Instructions for the task
Filter these entries down to the lines that hold the word "StopHandle", and show each of them.

Stored data
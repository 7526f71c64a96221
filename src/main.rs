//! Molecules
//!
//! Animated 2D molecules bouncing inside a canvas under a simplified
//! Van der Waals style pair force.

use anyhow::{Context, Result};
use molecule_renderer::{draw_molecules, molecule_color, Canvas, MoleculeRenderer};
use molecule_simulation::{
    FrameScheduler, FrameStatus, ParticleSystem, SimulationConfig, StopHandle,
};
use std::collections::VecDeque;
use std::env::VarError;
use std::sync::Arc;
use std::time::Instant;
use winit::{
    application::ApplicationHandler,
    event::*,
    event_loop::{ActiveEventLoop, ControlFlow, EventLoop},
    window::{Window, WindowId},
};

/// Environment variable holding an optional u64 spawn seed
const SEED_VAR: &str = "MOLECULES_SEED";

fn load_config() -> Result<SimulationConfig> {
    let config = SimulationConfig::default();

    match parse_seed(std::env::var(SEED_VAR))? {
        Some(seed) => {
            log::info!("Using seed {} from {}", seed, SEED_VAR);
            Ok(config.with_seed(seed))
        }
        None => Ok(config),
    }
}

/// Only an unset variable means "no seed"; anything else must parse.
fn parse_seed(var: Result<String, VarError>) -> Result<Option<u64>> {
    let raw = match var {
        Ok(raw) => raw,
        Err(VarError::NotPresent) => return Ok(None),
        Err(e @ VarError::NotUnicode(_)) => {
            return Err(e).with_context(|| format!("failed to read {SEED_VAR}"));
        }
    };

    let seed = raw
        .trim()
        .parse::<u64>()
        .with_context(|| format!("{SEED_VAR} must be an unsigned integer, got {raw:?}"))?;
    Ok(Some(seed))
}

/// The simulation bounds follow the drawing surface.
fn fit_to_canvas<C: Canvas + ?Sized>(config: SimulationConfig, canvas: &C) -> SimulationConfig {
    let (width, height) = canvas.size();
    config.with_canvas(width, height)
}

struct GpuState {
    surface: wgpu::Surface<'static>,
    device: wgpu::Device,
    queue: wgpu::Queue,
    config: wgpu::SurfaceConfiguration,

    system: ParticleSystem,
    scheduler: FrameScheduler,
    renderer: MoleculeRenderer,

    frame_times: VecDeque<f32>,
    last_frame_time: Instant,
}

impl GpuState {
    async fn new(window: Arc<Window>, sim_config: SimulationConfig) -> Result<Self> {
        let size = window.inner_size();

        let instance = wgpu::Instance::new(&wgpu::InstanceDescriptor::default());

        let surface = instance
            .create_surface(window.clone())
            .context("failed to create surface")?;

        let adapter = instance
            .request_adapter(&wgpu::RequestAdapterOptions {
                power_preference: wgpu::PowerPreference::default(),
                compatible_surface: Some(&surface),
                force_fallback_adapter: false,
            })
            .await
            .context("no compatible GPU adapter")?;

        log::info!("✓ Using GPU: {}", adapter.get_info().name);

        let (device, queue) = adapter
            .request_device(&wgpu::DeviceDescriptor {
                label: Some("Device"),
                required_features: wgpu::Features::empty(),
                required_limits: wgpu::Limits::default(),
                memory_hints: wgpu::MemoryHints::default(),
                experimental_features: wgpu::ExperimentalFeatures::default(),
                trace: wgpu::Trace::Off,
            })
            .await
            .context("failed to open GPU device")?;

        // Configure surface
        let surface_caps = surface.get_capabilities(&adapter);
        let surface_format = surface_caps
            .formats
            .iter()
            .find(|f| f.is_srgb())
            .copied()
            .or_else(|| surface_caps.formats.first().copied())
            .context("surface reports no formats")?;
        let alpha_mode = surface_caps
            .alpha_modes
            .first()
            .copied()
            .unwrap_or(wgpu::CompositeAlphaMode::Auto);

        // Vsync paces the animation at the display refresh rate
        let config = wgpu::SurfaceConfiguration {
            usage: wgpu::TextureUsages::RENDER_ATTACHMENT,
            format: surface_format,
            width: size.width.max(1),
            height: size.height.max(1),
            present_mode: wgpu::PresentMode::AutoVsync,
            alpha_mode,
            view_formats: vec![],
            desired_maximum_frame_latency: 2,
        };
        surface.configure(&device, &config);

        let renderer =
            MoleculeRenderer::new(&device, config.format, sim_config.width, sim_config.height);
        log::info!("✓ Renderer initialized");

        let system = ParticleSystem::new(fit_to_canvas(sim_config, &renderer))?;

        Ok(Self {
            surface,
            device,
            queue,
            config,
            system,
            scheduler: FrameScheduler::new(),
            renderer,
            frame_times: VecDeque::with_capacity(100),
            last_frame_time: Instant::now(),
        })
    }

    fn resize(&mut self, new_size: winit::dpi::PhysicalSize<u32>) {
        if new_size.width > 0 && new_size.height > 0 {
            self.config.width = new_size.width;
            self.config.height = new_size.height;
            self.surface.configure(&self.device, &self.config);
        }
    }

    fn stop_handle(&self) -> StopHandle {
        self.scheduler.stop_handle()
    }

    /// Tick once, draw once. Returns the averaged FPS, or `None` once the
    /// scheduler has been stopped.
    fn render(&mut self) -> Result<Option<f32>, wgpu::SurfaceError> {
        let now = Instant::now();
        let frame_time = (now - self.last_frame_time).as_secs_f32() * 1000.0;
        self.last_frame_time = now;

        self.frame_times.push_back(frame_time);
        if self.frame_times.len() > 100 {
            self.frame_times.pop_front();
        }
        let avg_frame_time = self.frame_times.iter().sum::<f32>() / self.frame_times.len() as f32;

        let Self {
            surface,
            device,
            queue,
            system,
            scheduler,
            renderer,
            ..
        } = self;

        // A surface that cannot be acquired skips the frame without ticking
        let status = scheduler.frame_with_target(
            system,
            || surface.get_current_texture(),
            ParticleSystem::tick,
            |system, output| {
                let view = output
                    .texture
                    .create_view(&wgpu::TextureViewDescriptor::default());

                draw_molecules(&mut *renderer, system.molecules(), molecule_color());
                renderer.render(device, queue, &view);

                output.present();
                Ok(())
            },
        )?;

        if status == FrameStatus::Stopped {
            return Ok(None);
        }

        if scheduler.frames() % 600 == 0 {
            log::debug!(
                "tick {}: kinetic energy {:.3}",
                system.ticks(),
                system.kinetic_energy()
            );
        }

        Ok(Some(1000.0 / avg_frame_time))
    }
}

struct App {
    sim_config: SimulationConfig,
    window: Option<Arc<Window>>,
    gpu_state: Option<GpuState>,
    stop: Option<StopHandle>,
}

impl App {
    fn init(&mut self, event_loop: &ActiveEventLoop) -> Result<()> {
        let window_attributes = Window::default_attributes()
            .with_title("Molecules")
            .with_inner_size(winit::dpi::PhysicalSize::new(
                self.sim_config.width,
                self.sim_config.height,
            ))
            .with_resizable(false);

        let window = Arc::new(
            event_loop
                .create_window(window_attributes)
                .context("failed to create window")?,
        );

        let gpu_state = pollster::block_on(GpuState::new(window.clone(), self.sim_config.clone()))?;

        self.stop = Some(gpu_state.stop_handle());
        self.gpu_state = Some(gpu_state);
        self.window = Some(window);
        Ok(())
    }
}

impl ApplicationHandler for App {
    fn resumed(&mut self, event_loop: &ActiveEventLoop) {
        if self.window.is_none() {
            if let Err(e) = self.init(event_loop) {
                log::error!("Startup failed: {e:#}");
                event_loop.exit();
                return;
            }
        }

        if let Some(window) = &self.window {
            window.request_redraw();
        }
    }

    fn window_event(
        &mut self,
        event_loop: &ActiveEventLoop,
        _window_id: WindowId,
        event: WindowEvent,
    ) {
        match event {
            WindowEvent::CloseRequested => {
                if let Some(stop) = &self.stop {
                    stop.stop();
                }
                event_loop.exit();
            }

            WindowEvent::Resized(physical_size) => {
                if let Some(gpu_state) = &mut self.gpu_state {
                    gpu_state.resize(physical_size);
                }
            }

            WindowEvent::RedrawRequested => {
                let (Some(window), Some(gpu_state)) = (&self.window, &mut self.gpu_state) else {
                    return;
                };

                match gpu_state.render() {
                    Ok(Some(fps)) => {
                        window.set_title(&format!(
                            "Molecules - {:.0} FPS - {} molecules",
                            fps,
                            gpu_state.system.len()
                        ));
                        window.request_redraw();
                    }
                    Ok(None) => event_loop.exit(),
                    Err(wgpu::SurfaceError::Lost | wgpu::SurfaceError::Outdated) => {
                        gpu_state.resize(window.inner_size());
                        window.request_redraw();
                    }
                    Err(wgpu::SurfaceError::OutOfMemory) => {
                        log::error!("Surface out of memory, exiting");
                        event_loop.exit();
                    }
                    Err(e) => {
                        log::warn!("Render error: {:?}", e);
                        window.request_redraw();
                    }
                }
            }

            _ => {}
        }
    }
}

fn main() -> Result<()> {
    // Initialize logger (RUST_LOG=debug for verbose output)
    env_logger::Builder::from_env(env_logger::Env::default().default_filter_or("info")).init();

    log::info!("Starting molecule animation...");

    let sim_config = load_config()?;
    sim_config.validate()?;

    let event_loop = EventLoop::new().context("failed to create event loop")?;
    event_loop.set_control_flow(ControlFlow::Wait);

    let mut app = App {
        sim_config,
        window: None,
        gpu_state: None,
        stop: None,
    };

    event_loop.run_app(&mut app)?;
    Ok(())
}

Answer below
    FrameScheduler, FrameStatus, ParticleSystem, SimulationConfig, StopHandle,
    fn stop_handle(&self) -> StopHandle {
    stop: Option<StopHandle>,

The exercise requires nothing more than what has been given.